Biologia em pauta

Acidentes com jararacas crescem no verão em áreas rurais e periferias das cidades

serpente

Os acidentes com serpentes acontecem principalmente nas áreas rurais, mas há casos nas periferias das cidades, segundo Giuseppe Puorto, conselheiro do Conselho Regional de Biologia da 1ª Região (CRBio-01) e Biólogo do Instituto Butantan.

Registrou-se no Brasil, em 2019, cerca de 30 mil acidentes. O número de casos é bem inferior ao verificado com escorpiões, mas a letalidade média é cinco vezes maior: 0,5% para as serpentes, contra 0,1% para os escorpiões (e também aranhas).

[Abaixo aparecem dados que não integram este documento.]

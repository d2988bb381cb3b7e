//! CORS layer configuration.

use std::time::Duration;

use axum::http::{HeaderName, HeaderValue, Method, header};
use tower_http::cors::{Any, CorsLayer};

use impactqr_core::config::CorsConfig;

/// Header carrying the password for the unlock fallback.
pub const X_PASSWORD: HeaderName = HeaderName::from_static("x-password");

/// Builds a CORS tower layer from configuration.
pub fn build_cors_layer(config: &CorsConfig) -> CorsLayer {
    let mut layer = CorsLayer::new()
        .allow_methods([Method::GET, Method::POST, Method::DELETE, Method::OPTIONS])
        .allow_headers([header::CONTENT_TYPE, X_PASSWORD])
        .expose_headers([header::CONTENT_DISPOSITION])
        .max_age(Duration::from_secs(config.max_age_seconds));

    // Origins
    if config.allows_any() {
        layer = layer.allow_origin(Any);
    } else {
        let origins: Vec<HeaderValue> = config
            .origins()
            .iter()
            .filter_map(|o| o.parse().ok())
            .collect();
        layer = layer.allow_origin(origins);
    }

    layer
}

Cerca de 80% dos acidentes com serpentes são causados por jararacas, cuja incidência vai do Rio Grande do Sul ao sul da Bahia. Os animais abrigam-se principalmente em buracos e tocas e embaixo de troncos nas áreas de mata e agricultura.

Nas periferias de centros urbanos, as jararacas podem ser encontradas ocasionalmente no meio de entulhos nos quintais e terrenos baldios.

Os acidentes ocorrem geralmente durante o dia, quando os animais estão dormindo. O caso típico é de uma pessoa que passa perto do abrigo, acorda o animal e é picada.

As cascavéis ocupam o segundo lugar no ranking de acidentes com serpentes, com 8 a 10% dos casos. A incidência é pequena, mas impressiona a relativamente alta letalidade de 2%.

O veneno das cascavéis é mais nocivo do que os de outros animais peçonhentos, porque provoca problemas renais. Os acidentes acontecem principalmente em áreas de Cerrado e Caatinga e raramente em zonas urbanas.

No caso de picada de serpentes, o acidentado deve lavar o local com água e sabão e procurar imediatamente o serviço de saúde mais próximo.

A principal recomendação de prevenção é o uso de botas, de preferência com cano alto, nas regiões de mata e agricultura.